Received: December 20, 2019       Accepted: July 25, 2020       Published: November 17, 2020      

https://doi.org/10.18632/aging.103874
How to Cite

Copyright: © 2020 Wang et al. This is an open access article distributed under the terms of the Creative Commons Attribution License (CC BY 3.0), which permits unrestricted use, distribution, and reproduction in any medium, provided the original author and source are credited.

Abstract

Abnormal DNA methylation is a major early contributor to colon cancer (COAD) development. We conducted a cohort-based systematic investigation of genome-wide DNA methylation using 299 COAD and 38 normal tissue samples from TCGA. Through conditional screening and machine learning with a training cohort, we identified one hypomethylated and nine hypermethylated differentially methylated CpG sites as potential diagnostic biomarkers, and used them to construct a COAD-specific diagnostic model. Unlike previous models, our model precisely distinguished COAD from nine other cancer types (e.g., breast cancer and liver cancer; error rate ≤ 0.05) and from normal tissues in the training cohort (AUC = 1).
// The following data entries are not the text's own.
impl StructuralExtractor for GrammarExtractor {
    fn strategy(&self) -> Strategy {
        Strategy::Grammar
    }

    fn language(&self) -> Language {
        self.profile.language
    }

    fn extract(&self, file_path: &str, content: &str) -> anyhow::Result<Option<FileIr>> {
        let tree = self.parse(content)?;
        let root = tree.root_node();
        let comments = scan_comments(content, file_path, self.profile);

        let mut walk = Walk {
            profile: self.profile,
            source: content.as_bytes(),
            file_path,
            comments: &comments,
            functions: Vec::new(),
            classes: Vec::new(),
            imports: Vec::new(),
            exports: Vec::new(),
            impl_traits: Vec::new(),
        };
        walk.run(root);

        let docstring = walk.leading_string(root);
        let Walk {
            functions,
            mut classes,
            imports,
            exports,
            impl_traits,
            ..
        } = walk;

        attach_detached_members(&mut classes, &functions, &impl_traits);

        let module = ModuleInfo {
            name: module_name_for(file_path),
            file_path: file_path.to_string(),
            imports,
            exports,
            functions: functions.iter().map(|f| f.name.clone()).collect(),
            classes: classes.iter().map(|c| c.name.clone()).collect(),
            language: self.profile.language,
            comments,
            docstring,
            shebang: shebang(content),
            line_count: content.lines().count(),
        };

        Ok(Some(FileIr {
            functions,
            classes,
            module,
        }))
    }
}

/// Methods declared outside their type (Go receivers, Rust impls) and
/// implemented traits are folded back into the class records.
fn attach_detached_members(
    classes: &mut [ClassInfo],
    functions: &[FunctionInfo],
    impl_traits: &[(String, String)],
) {
    for class in classes.iter_mut() {
        for func in functions {
            if func.class_name.as_deref() == Some(class.name.as_str())
                && !class.methods.contains(&func.name)
            {
                class.methods.push(func.name.clone());
            }
        }
        for (ty, trait_name) in impl_traits {
            if *ty == class.name && !class.parent_classes.contains(trait_name) {
                class.parent_classes.push(trait_name.clone());
            }
        }
    }
}

/// Reduce a type expression to its bare name: `*pkg.Server[T]` -> `Server`.
fn bare_type_name(text: &str) -> String {
    let trimmed = text
        .trim()
        .trim_start_matches(|c: char| c == '&' || c == '*')
        .trim_start_matches("mut ")
        .trim();
    let head = trimmed
        .split(|c: char| c == '<' || c == '[' || c == '(')
        .next()
        .unwrap_or("")
        .trim();
    let last = head.rsplit("::").next().unwrap_or(head);
    last.rsplit('.').next().unwrap_or(last).to_string()
}

/// Strip annotation punctuation: `: string` -> `string`, `-> i32` -> `i32`.
fn clean_type(text: &str) -> String {
    let t = text.trim();
    let t = t.strip_prefix("->").unwrap_or(t);
    let t = t.strip_prefix(':').unwrap_or(t);
    t.trim().to_string()
}

/// Unquote a string literal, including prefixed and triple-quoted forms.
fn unquote(text: &str) -> String {
    let t = text
        .trim()
        .trim_start_matches(|c: char| "rRbBuUfF".contains(c));
    for quote in ["\"\"\"", "'''", "\"", "'", "`"] {
        if let Some(inner) = t.strip_prefix(quote).and_then(|s| s.strip_suffix(quote)) {
            return inner.trim().to_string();
        }
    }
    t.to_string()
}

struct Walk<'a> {
    profile: &'static LanguageProfile,
    source: &'a [u8],
    file_path: &'a str,
    comments: &'a [CommentInfo],
    functions: Vec<FunctionInfo>,
    classes: Vec<ClassInfo>,
    imports: Vec<String>,
    exports: Vec<String>,
    /// (implementing type, trait) pairs from impl blocks.
    impl_traits: Vec<(String, String)>,
}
The diagnostic model was verified using a validation cohort from The Cancer Genome Atlas (AUC = 1) and five independent cohorts from the Gene Expression Omnibus (AUC ≥ 0.951). Using Cox regression analyses, we established a prognostic model based on six CpG sites in the training cohort, and verified the model in the validation cohort. The prognostic model sensitively predicted patients’ survival (p ≤ 0.00011, AUC ≥ 0.792) independently of important clinicopathological characteristics of COAD (e.g., gender and age). Thus, our DNA methylation analysis provided precise biomarkers and models for the early diagnosis and prognostic evaluation of COAD.

Abbreviations

AUC: area under the curve; BLCA: bladder cancer; BRCA: breast cancer; CESC: cervical cancer; COAD: colon cancer; DMP: differentially methylated CpG site; GBM: glioblastoma; GEO: Gene Expression Omnibus; GO: Gene Ontology; GSEA: Gene Set Enrichment Analysis; HNSC: head and neck cancer; Hyper-: hypermethylated; Hypo-: hypomethylated; IINIP: intestinal immune network for IgA production; KEGG: Kyoto Encyclopedia of Genes and Genomes; LIHC: liver cancer; LUAD: lung adenocarcinoma; LUSC: lung squamous cell carcinoma; OS: overall survival; ROC: receiver operating characteristic; TCGA: The Cancer Genome Atlas; UCEC: endometrial cancer.